▸ Brief
Nothing in the data should be left out, so repeat it all exactly.

▸ Entries shown
━━━━━━━━━━━━━━━━━━━━

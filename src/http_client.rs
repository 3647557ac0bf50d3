use std::time::Duration;

use anyhow::{Context, Result};
use once_cell::sync::OnceCell;
use reqwest::blocking::Client;

const REQUEST_TIMEOUT_SECS: u64 = 30;
const USER_AGENT: &str = concat!("netdata/", env!("CARGO_PKG_VERSION"));

static CLIENT: OnceCell<Client> = OnceCell::new();

pub fn http_client() -> Result<&'static Client> {
    CLIENT.get_or_try_init(|| {
        Client::builder()
            .timeout(Duration::from_secs(REQUEST_TIMEOUT_SECS))
            .user_agent(USER_AGENT)
            .build()
            .context("failed to build http client")
    })
}
use std::path::PathBuf;

use anyhow::{Context, Result};

use crate::document_store::{DataCategory, DocumentSink, DocumentSource, load_document, save_document};
use crate::filter::players_from_box_score;
use crate::identity_maps::IdentityMaps;
use crate::play_by_play::RawPlayByPlay;
use crate::prep::process_play_by_play_data;
use crate::shots::{PlayByPlayShotData, play_by_play_shot_data};
use crate::stats_api::StatsApi;
use crate::types::{
    BoxScore, CompleteGameBoxScores, GameLog, GameStats, PlayerBoxScores, Season,
    TeamAbbreviation, TeamGameBoxScore,
};

pub struct DataManager<'a, S: ?Sized> {
    maps: &'a IdentityMaps,
    source: &'a S,
}

impl<'a, S: DocumentSource + ?Sized> DataManager<'a, S> {
    pub fn new(source: &'a S, maps: &'a IdentityMaps) -> Self {
        Self { maps, source }
    }

    pub fn maps(&self) -> &'a IdentityMaps {
        self.maps
    }

    pub fn load_game_logs(&self, season: &Season) -> Result<Option<Vec<GameLog>>> {
        load_document(self.source, &DataCategory::GameLogs.season_path(season))
    }

    pub fn load_team_box_scores(
        &self,
        season: &Season,
        team: TeamAbbreviation,
    ) -> Result<Option<Vec<BoxScore>>> {
        load_document(
            self.source,
            &DataCategory::BoxScores.team_season_path(season, team),
        )
    }

    pub fn load_team_box_score(
        &self,
        season: &Season,
        team: TeamAbbreviation,
        game_id: &str,
    ) -> Result<Option<BoxScore>> {
        let scores = self.load_team_box_scores(season, team)?.unwrap_or_default();
        Ok(scores.into_iter().find(|b| b.game.game_id == game_id))
    }

    pub fn load_player_box_scores(
        &self,
        player_id: &str,
        season: Option<&Season>,
    ) -> Result<Option<PlayerBoxScores>> {
        let Some(player) = self.maps.player(player_id) else {
            return Ok(None);
        };

        let seasons: Vec<&Season> = match season {
            Some(season) => vec![season],
            None => player.teams.keys().collect(),
        };

        let mut scores = Vec::new();
        for season in seasons {
            let Some(stints) = player.teams.get(season) else {
                continue;
            };
            for stint in stints {
                let box_scores = self
                    .load_team_box_scores(season, stint.team)?
                    .unwrap_or_default();
                for box_score in box_scores {
                    if let Some(line) = box_score
                        .player_stats
                        .iter()
                        .find(|line| line.player_id == player_id)
                    {
                        scores.push(GameStats {
                            stats: line.stats.clone(),
                            game: box_score.game.clone(),
                        });
                    }
                }
            }
        }
        scores.sort_by(|a, b| a.game.game_date.cmp(&b.game.game_date));

        Ok(Some(PlayerBoxScores {
            player: player.clone(),
            scores,
        }))
    }

    pub fn load_game_box_scores(&self, game_id: &str) -> Result<Option<CompleteGameBoxScores>> {
        let Some(game) = self.maps.games.get(game_id) else {
            return Ok(None);
        };
        let home = self.load_team_box_score(&game.season, game.home, game_id)?;
        let away = self.load_team_box_score(&game.season, game.away, game_id)?;
        let (Some(home_score), Some(away_score)) = (home, away) else {
            return Ok(None);
        };

        let side = |team, score: BoxScore| TeamGameBoxScore {
            team,
            players: players_from_box_score(&score, &self.maps.players),
            score,
        };
        Ok(Some(CompleteGameBoxScores {
            home: side(game.home, home_score),
            away: side(game.away, away_score),
        }))
    }

    pub fn load_play_by_play_shots(
        &self,
        season: &Season,
        game_id: &str,
    ) -> Result<Option<PlayByPlayShotData>> {
        load_document(
            self.source,
            &DataCategory::PlayByPlay.game_path(season, game_id),
        )
    }

    pub fn fetch_play_by_play_shot_data(
        &self,
        api: &StatsApi,
        game_id: &str,
    ) -> Result<Option<PlayByPlayShotData>> {
        let raw = api
            .fetch_play_by_play(game_id)
            .with_context(|| format!("play-by-play for {game_id}"))?;
        let play_by_play = process_play_by_play_data(&raw)?;
        self.shot_data_for_game(game_id, &play_by_play)
    }

    pub fn shot_data_for_game(
        &self,
        game_id: &str,
        play_by_play: &RawPlayByPlay,
    ) -> Result<Option<PlayByPlayShotData>> {
        if play_by_play.play_by_play.is_empty() {
            return Ok(None);
        }
        let Some(box_scores) = self.load_game_box_scores(game_id)? else {
            log::warn!("no stored box scores for game {game_id}");
            return Ok(None);
        };
        let data = play_by_play_shot_data(play_by_play, box_scores.game_date(), box_scores.rosters())
            .with_context(|| format!("reconstructing shots for {game_id}"))?;
        Ok(Some(data))
    }
}

impl<S: DocumentSource + DocumentSink + ?Sized> DataManager<'_, S> {
    pub fn save_game_logs(&self, season: &Season, game_logs: &[GameLog]) -> Result<PathBuf> {
        save_document(
            self.source,
            &DataCategory::GameLogs.season_path(season),
            game_logs,
        )
    }

    pub fn save_team_box_scores(
        &self,
        season: &Season,
        team: TeamAbbreviation,
        box_scores: &[BoxScore],
    ) -> Result<PathBuf> {
        save_document(
            self.source,
            &DataCategory::BoxScores.team_season_path(season, team),
            box_scores,
        )
    }

    pub fn save_play_by_play_shots(
        &self,
        season: &Season,
        data: &PlayByPlayShotData,
    ) -> Result<PathBuf> {
        save_document(
            self.source,
            &DataCategory::PlayByPlay.game_path(season, &data.game_id),
            data,
        )
    }
}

━━━━━━━━━━━━━━━━━━━━

▸ Response to the exercise
filename src/http_client.rs
repository 3647557ac0bf50d3
use std::time::Duration;

use anyhow::{Context, Result};
use once_cell::sync::OnceCell;
use reqwest::blocking::Client;

const REQUEST_TIMEOUT_SECS: u64 = 30;
const USER_AGENT: &str = concat!("netdata/", env!("CARGO_PKG_VERSION"));

static CLIENT: OnceCell<Client> = OnceCell::new();

pub fn http_client() -> Result<&'static Client> {
    CLIENT.get_or_try_init(|| {
        Client::builder()
            .timeout(Duration::from_secs(REQUEST_TIMEOUT_SECS))
            .user_agent(USER_AGENT)
            .build()
            .context("failed to build http client")
    })
}
use std::path::PathBuf;

use anyhow::{Context, Result};

use crate::document_store::{DataCategory, DocumentSink, DocumentSource, load_document, save_document};
use crate::filter::players_from_box_score;
use crate::identity_maps::IdentityMaps;
use crate::play_by_play::RawPlayByPlay;
use crate::prep::process_play_by_play_data;
use crate::shots::{PlayByPlayShotData, play_by_play_shot_data};
use crate::stats_api::StatsApi;
use crate::types::{
    BoxScore, CompleteGameBoxScores, GameLog, GameStats, PlayerBoxScores, Season,
    TeamAbbreviation, TeamGameBoxScore,
};

pub struct DataManager<'a, S: ?Sized> {
    maps: &'a IdentityMaps,
    source: &'a S,
}

impl<'a, S: DocumentSource + ?Sized> DataManager<'a, S> {
    pub fn new(source: &'a S, maps: &'a IdentityMaps) -> Self {
        Self { maps, source }
    }

    pub fn maps(&self) -> &'a IdentityMaps {
        self.maps
    }

    pub fn load_game_logs(&self, season: &Season) -> Result<Option<Vec<GameLog>>> {
        load_document(self.source, &DataCategory::GameLogs.season_path(season))
    }

    pub fn load_team_box_scores(
        &self,
        season: &Season,
        team: TeamAbbreviation,
    ) -> Result<Option<Vec<BoxScore>>> {
        load_document(
            self.source,
            &DataCategory::BoxScores.team_season_path(season, team),
        )
    }

    pub fn load_team_box_score(
        &self,
        season: &Season,
        team: TeamAbbreviation,
        game_id: &str,
    ) -> Result<Option<BoxScore>> {
        let scores = self.load_team_box_scores(season, team)?.unwrap_or_default();
        Ok(scores.into_iter().find(|b| b.game.game_id == game_id))
    }

    pub fn load_player_box_scores(
        &self,
        player_id: &str,
        season: Option<&Season>,
    ) -> Result<Option<PlayerBoxScores>> {
        let Some(player) = self.maps.player(player_id) else {
            return Ok(None);
        };

        let seasons: Vec<&Season> = match season {
            Some(season) => vec![season],
            None => player.teams.keys().collect(),
        };

        let mut scores = Vec::new();
        for season in seasons {
            let Some(stints) = player.teams.get(season) else {
                continue;
            };
            for stint in stints {
                let box_scores = self
                    .load_team_box_scores(season, stint.team)?
                    .unwrap_or_default();
                for box_score in box_scores {
                    if let Some(line) = box_score
                        .player_stats
                        .iter()
                        .find(|line| line.player_id == player_id)
                    {
                        scores.push(GameStats {
                            stats: line.stats.clone(),
                            game: box_score.game.clone(),
                        });
                    }
                }
            }
        }
        scores.sort_by(|a, b| a.game.game_date.cmp(&b.game.game_date));

        Ok(Some(PlayerBoxScores {
            player: player.clone(),
            scores,
        }))
    }

    pub fn load_game_box_scores(&self, game_id: &str) -> Result<Option<CompleteGameBoxScores>> {
        let Some(game) = self.maps.games.get(game_id) else {
            return Ok(None);
        };
        let home = self.load_team_box_score(&game.season, game.home, game_id)?;
        let away = self.load_team_box_score(&game.season, game.away, game_id)?;
        let (Some(home_score), Some(away_score)) = (home, away) else {
            return Ok(None);
        };

        let side = |team, score: BoxScore| TeamGameBoxScore {
            team,
            players: players_from_box_score(&score, &self.maps.players),
            score,
        };
        Ok(Some(CompleteGameBoxScores {
            home: side(game.home, home_score),
            away: side(game.away, away_score),
        }))
    }

    pub fn load_play_by_play_shots(
        &self,
        season: &Season,
        game_id: &str,
    ) -> Result<Option<PlayByPlayShotData>> {
        load_document(
            self.source,
            &DataCategory::PlayByPlay.game_path(season, game_id),
        )
    }

    pub fn fetch_play_by_play_shot_data(
        &self,
        api: &StatsApi,
        game_id: &str,
    ) -> Result<Option<PlayByPlayShotData>> {
        let raw = api
            .fetch_play_by_play(game_id)
            .with_context(|| format!("play-by-play for {game_id}"))?;
        let play_by_play = process_play_by_play_data(&raw)?;
        self.shot_data_for_game(game_id, &play_by_play)
    }

    pub fn shot_data_for_game(
        &self,
        game_id: &str,
        play_by_play: &RawPlayByPlay,
    ) -> Result<Option<PlayByPlayShotData>> {
        if play_by_play.play_by_play.is_empty() {
            return Ok(None);
        }
        let Some(box_scores) = self.load_game_box_scores(game_id)? else {
            log::warn!("no stored box scores for game {game_id}");
            return Ok(None);
        };
        let data = play_by_play_shot_data(play_by_play, box_scores.game_date(), box_scores.rosters())
            .with_context(|| format!("reconstructing shots for {game_id}"))?;
        Ok(Some(data))
    }
}

impl<S: DocumentSource + DocumentSink + ?Sized> DataManager<'_, S> {
    pub fn save_game_logs(&self, season: &Season, game_logs: &[GameLog]) -> Result<PathBuf> {
        save_document(
            self.source,
            &DataCategory::GameLogs.season_path(season),
            game_logs,
        )
    }

    pub fn save_team_box_scores(
        &self,
        season: &Season,
        team: TeamAbbreviation,
        box_scores: &[BoxScore],
    ) -> Result<PathBuf> {
        save_document(
            self.source,
            &DataCategory::BoxScores.team_season_path(season, team),
            box_scores,
        )
    }

    pub fn save_play_by_play_shots(
        &self,
        season: &Season,
        data: &PlayByPlayShotData,
    ) -> Result<PathBuf> {
        save_document(
            self.source,
            &DataCategory::PlayByPlay.game_path(season, &data.game_id),
            data,
        )
    }
}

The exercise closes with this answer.